Testing Your Old Crock for Lead


Maybe it’s happened to you. You are at a flea market and you see a great old crock for super cheap. There aren’t any cracks inside and you’ve been meaning to ferment some vegetables. So you snag it and bring it home and then the questions begin. Don’t some ceramics have lead in the glaze? Is it safe to put food in there? How can I find out? Is there a way to check the brand? Do those blue numbers on the side mean it’s food-safe?

My Flea Market Crock to Lead Test

Well, it happened to me and I searched and searched the makers of my crock as well as info about lead in glazes and finally ended up calling my Cooperative Extension office. The woman I spoke with said there was only one sure fire way. Test it.

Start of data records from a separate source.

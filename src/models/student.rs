use serde::{Serialize, Serializer};
use std::cmp::Ordering;

use super::column::Column;

pub const MIN_AGE: i64 = 6;
pub const MAX_AGE: i64 = 20;
pub const DEFAULT_FORM_AGE: i64 = 12;

/// Layout used for `submitted_at`.
pub const SUBMITTED_AT_FORMAT: &str = "%Y-%m-%d %H:%M:%S";

#[derive(Debug, Clone, Copy, PartialEq, Eq, PartialOrd, Ord, Hash)]
pub enum GradeLevel {
    Seventh,
    Eighth,
    Ninth,
    Tenth,
    Eleventh,
    Twelfth,
}

pub const GRADE_LEVELS: [GradeLevel; 6] = [
    GradeLevel::Seventh,
    GradeLevel::Eighth,
    GradeLevel::Ninth,
    GradeLevel::Tenth,
    GradeLevel::Eleventh,
    GradeLevel::Twelfth,
];

impl GradeLevel {
    pub fn label(self) -> &'static str {
        match self {
            GradeLevel::Seventh => "هفتم",
            GradeLevel::Eighth => "هشتم",
            GradeLevel::Ninth => "نهم",
            GradeLevel::Tenth => "دهم",
            GradeLevel::Eleventh => "یازدهم",
            GradeLevel::Twelfth => "دوازدهم",
        }
    }

    fn number(self) -> u8 {
        match self {
            GradeLevel::Seventh => 7,
            GradeLevel::Eighth => 8,
            GradeLevel::Ninth => 9,
            GradeLevel::Tenth => 10,
            GradeLevel::Eleventh => 11,
            GradeLevel::Twelfth => 12,
        }
    }

    fn english(self) -> &'static str {
        match self {
            GradeLevel::Seventh => "seventh",
            GradeLevel::Eighth => "eighth",
            GradeLevel::Ninth => "ninth",
            GradeLevel::Tenth => "tenth",
            GradeLevel::Eleventh => "eleventh",
            GradeLevel::Twelfth => "twelfth",
        }
    }

    /// Accepts the label, the English ordinal word, `7` and `7th` forms.
    pub fn parse(raw: &str) -> Option<GradeLevel> {
        let value = raw.trim().to_lowercase();
        if value.is_empty() {
            return None;
        }
        GRADE_LEVELS.iter().copied().find(|g| {
            let n = g.number().to_string();
            value == g.label() || value == g.english() || value == n || value == format!("{}th", n)
        })
    }
}

impl Serialize for GradeLevel {
    fn serialize<S: Serializer>(&self, serializer: S) -> Result<S::Ok, S::Error> {
        serializer.serialize_str(self.label())
    }
}

#[derive(Debug, Clone, Copy, PartialEq, Eq, Hash)]
pub enum Gender {
    Female,
    Male,
    Other,
}

pub const GENDERS: [Gender; 3] = [Gender::Female, Gender::Male, Gender::Other];

impl Gender {
    pub fn label(self) -> &'static str {
        match self {
            Gender::Female => "دختر",
            Gender::Male => "پسر",
            Gender::Other => "دیگر",
        }
    }

    pub fn parse(raw: &str) -> Option<Gender> {
        match raw.trim().to_lowercase().as_str() {
            "دختر" | "female" | "girl" | "f" => Some(Gender::Female),
            "پسر" | "male" | "boy" | "m" => Some(Gender::Male),
            "دیگر" | "other" => Some(Gender::Other),
            _ => None,
        }
    }
}

impl Serialize for Gender {
    fn serialize<S: Serializer>(&self, serializer: S) -> Result<S::Ok, S::Error> {
        serializer.serialize_str(self.label())
    }
}

/// One registrant, after schema normalization.
#[derive(Debug, Clone, PartialEq, Eq, Serialize)]
pub struct StudentRecord {
    pub first_name: String,
    pub last_name: String,
    pub age: i64,
    pub grade_level: Option<GradeLevel>,
    pub contact: String,
    pub gender: Option<Gender>,
    pub feedback: String,
    pub submitted_at: String,
    pub photo_path: String,
    pub accepted_terms: bool,
}

impl Default for StudentRecord {
    fn default() -> Self {
        StudentRecord {
            first_name: String::new(),
            last_name: String::new(),
            age: 0,
            grade_level: None,
            contact: String::new(),
            gender: None,
            feedback: String::new(),
            submitted_at: String::new(),
            photo_path: String::new(),
            accepted_terms: false,
        }
    }
}

impl StudentRecord {
    /// Text of one cell, as written to CSV and matched by table search.
    pub fn cell(&self, column: Column) -> String {
        match column {
            Column::FirstName => self.first_name.clone(),
            Column::LastName => self.last_name.clone(),
            Column::Age => self.age.to_string(),
            Column::GradeLevel => self.grade_level.map(|g| g.label()).unwrap_or("").to_string(),
            Column::Contact => self.contact.clone(),
            Column::Gender => self.gender.map(|g| g.label()).unwrap_or("").to_string(),
            Column::Feedback => self.feedback.clone(),
            Column::SubmittedAt => self.submitted_at.clone(),
            Column::PhotoPath => self.photo_path.clone(),
            Column::AcceptedTerms => bool_cell(self.accepted_terms).to_string(),
        }
    }

    pub fn compare_by(&self, other: &StudentRecord, column: Column) -> Ordering {
        match column {
            Column::Age => self.age.cmp(&other.age),
            Column::AcceptedTerms => self.accepted_terms.cmp(&other.accepted_terms),
            Column::GradeLevel => self.grade_level.cmp(&other.grade_level),
            _ => self.cell(column).cmp(&other.cell(column)),
        }
    }

    pub fn full_name(&self) -> String {
        format!("{} {}", self.first_name, self.last_name).trim().to_string()
    }
}

pub fn bool_cell(value: bool) -> &'static str {
    if value {
        "True"
    } else {
        "False"
    }
}

/// Candidate record coming from the registration form.
#[derive(Debug, Clone, PartialEq, Eq)]
pub struct NewStudent {
    pub first_name: String,
    pub last_name: String,
    pub age: i64,
    pub grade_level: Option<GradeLevel>,
    pub contact: String,
    pub gender: Option<Gender>,
    pub feedback: String,
    pub photo_path: String,
    pub accepted_terms: bool,
}

impl Default for NewStudent {
    fn default() -> Self {
        NewStudent {
            first_name: String::new(),
            last_name: String::new(),
            age: DEFAULT_FORM_AGE,
            grade_level: Some(GradeLevel::Seventh),
            contact: String::new(),
            gender: Some(Gender::Female),
            feedback: String::new(),
            photo_path: String::new(),
            accepted_terms: false,
        }
    }
}

impl NewStudent {
    pub fn into_record(self, submitted_at: String) -> StudentRecord {
        StudentRecord {
            first_name: self.first_name,
            last_name: self.last_name,
            age: self.age,
            grade_level: self.grade_level,
            contact: self.contact,
            gender: self.gender,
            feedback: self.feedback,
            submitted_at,
            photo_path: self.photo_path,
            accepted_terms: self.accepted_terms,
        }
    }
}

/// The students table. Always holds normalized records.
#[derive(Debug, Clone, Default, PartialEq, Eq, Serialize)]
#[serde(transparent)]
pub struct StudentTable {
    rows: Vec<StudentRecord>,
}

impl StudentTable {
    pub fn new() -> Self {
        StudentTable::default()
    }

    pub fn from_rows(rows: Vec<StudentRecord>) -> Self {
        StudentTable { rows }
    }

    pub fn rows(&self) -> &[StudentRecord] {
        &self.rows
    }

    pub fn into_rows(self) -> Vec<StudentRecord> {
        self.rows
    }

    pub fn len(&self) -> usize {
        self.rows.len()
    }

    pub fn is_empty(&self) -> bool {
        self.rows.is_empty()
    }

    pub fn contains_key(&self, key: Column, value: &str) -> bool {
        self.rows.iter().any(|r| r.cell(key) == value)
    }
}

#[cfg(test)]
mod tests {
    use super::*;

    #[test]
    fn grade_labels_parse_in_several_spellings() {
        assert_eq!(GradeLevel::parse("نهم"), Some(GradeLevel::Ninth));
        assert_eq!(GradeLevel::parse("Ninth"), Some(GradeLevel::Ninth));
        assert_eq!(GradeLevel::parse("9"), Some(GradeLevel::Ninth));
        assert_eq!(GradeLevel::parse("12th"), Some(GradeLevel::Twelfth));
        assert_eq!(GradeLevel::parse("kindergarten"), None);
        assert_eq!(GradeLevel::parse(""), None);
    }

    #[test]
    fn grades_order_from_seventh_to_twelfth() {
        let mut grades = vec![GradeLevel::Twelfth, GradeLevel::Seventh, GradeLevel::Tenth];
        grades.sort();
        assert_eq!(
            grades,
            vec![GradeLevel::Seventh, GradeLevel::Tenth, GradeLevel::Twelfth]
        );
    }

    #[test]
    fn gender_accepts_label_and_english() {
        assert_eq!(Gender::parse("پسر"), Some(Gender::Male));
        assert_eq!(Gender::parse("FEMALE"), Some(Gender::Female));
        assert_eq!(Gender::parse("?"), None);
    }

    #[test]
    fn cells_render_enums_and_flags() {
        let record = StudentRecord {
            age: 14,
            grade_level: Some(GradeLevel::Eighth),
            gender: None,
            accepted_terms: true,
            ..StudentRecord::default()
        };
        assert_eq!(record.cell(Column::Age), "14");
        assert_eq!(record.cell(Column::GradeLevel), "هشتم");
        assert_eq!(record.cell(Column::Gender), "");
        assert_eq!(record.cell(Column::AcceptedTerms), "True");
    }

    #[test]
    fn age_compares_numerically() {
        let young = StudentRecord { age: 9, ..StudentRecord::default() };
        let old = StudentRecord { age: 10, ..StudentRecord::default() };
        assert_eq!(young.compare_by(&old, Column::Age), Ordering::Less);
        assert_eq!(young.cell(Column::Age).cmp(&old.cell(Column::Age)), Ordering::Greater);
    }
}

It’s easy enough to find an inexpensive lead testing kit. I bought a LeadCheck kit at my local big box hardware store for about $15 dollars. Then just follow the instructions in the package.

Lead Testing Kit with the Bottom of the Crock

The tricky part for crocks is that you need to chip into the glaze so the testing material can get up in that layer. Sounds easy enough, but glazes can be super strong – it’s like chipping into a rock (while trying not to damage your crock). I ended up using the pointy corner of a screwdriver to kind of drill in on the bottom of the crock.

Here are the photos of the process.

Scratching the crock glaze to test for lead

Scratching the Crock Glaze

Chipped Glaze for lead testing

Chip in the Glaze – it’s small, but big enough!

The individual Lead Testing Tube

 

 

 

 

Swabbing the crock with the yellow solution

Confirming the lead tester as valid on the enclosed lead filled card

Comparison of the leaded card with  the swabbed crock chip


And we’re clear! No lead in this crock and it’s ready for some nuka pickles.

Now, if you’re like me and have mild OCD, you might double or even triple check this test. To experience my extraordinary thoroughness for yourself, click here. Otherwise, I hope you feel empowered to buy that cool old crock at the flea market this summer and get fermenting!

10 thoughts on “Testing Your Old Crock for Lead

  1. I put “lead testing crock” into Google, but I didn’t really expect to find something that so exactly answered my question. Now I need to do this and find out if I’ve been eating lead-laced sauerkraut for the past year.

  2. Milagros on said:

    Thanks so much for posting this. I just bought 4 crocks on Craigslist and did not consider the possibility of lead in the glaze. I will test them soon.

  3. Hi. Loved your post re. testing crocks for lead. My question is how do you know the inside is leadfree if you only tested the outside. I have an old crock and the outside is a different color (tab) than the inside (dark brown).
    Thanks. Robbie

    • Hi Robbie and thanks for your question. I never expected this little wrinkle! To be absolutely sure that the interior glaze is lead free you’re going to need to test it too. Unfortunately for you that means chipping into the glaze where you can see it. My suggestion would to be to do it on the rim if possible so your food doesn’t come into contact with the chip. You don’t need to make a huge chip – just enough to get the testing solution down into the glaze. Hope that helps!

  4. alain aldama on said:

    I’m going to use this protocol to test some large pots that I use as a container garden. Thank you for the perfect solution.

  5. Marian on said:

    If we get crocks second-hand and don’t know the history, and they have been used in the garden, or as containers for plants, can they be cleaned enough or do we need to worry about botulism microbes or anything else like that?

    • Marian, it’s difficult for me to say if your crocks can be cleaned enough without seeing them. If they have cracks in the glaze, I wouldn’t use them because food can get trapped down in those cracks. If the glaze is smooth and you can get the crock clean, test it for lead on the outside, as I suggest in the post, before you use it for food. I don’t worry about botulism when fermenting vegetables because botulism can only create its deadly toxin in a truly anaerobic environment (think water bath canning). I hope that helps!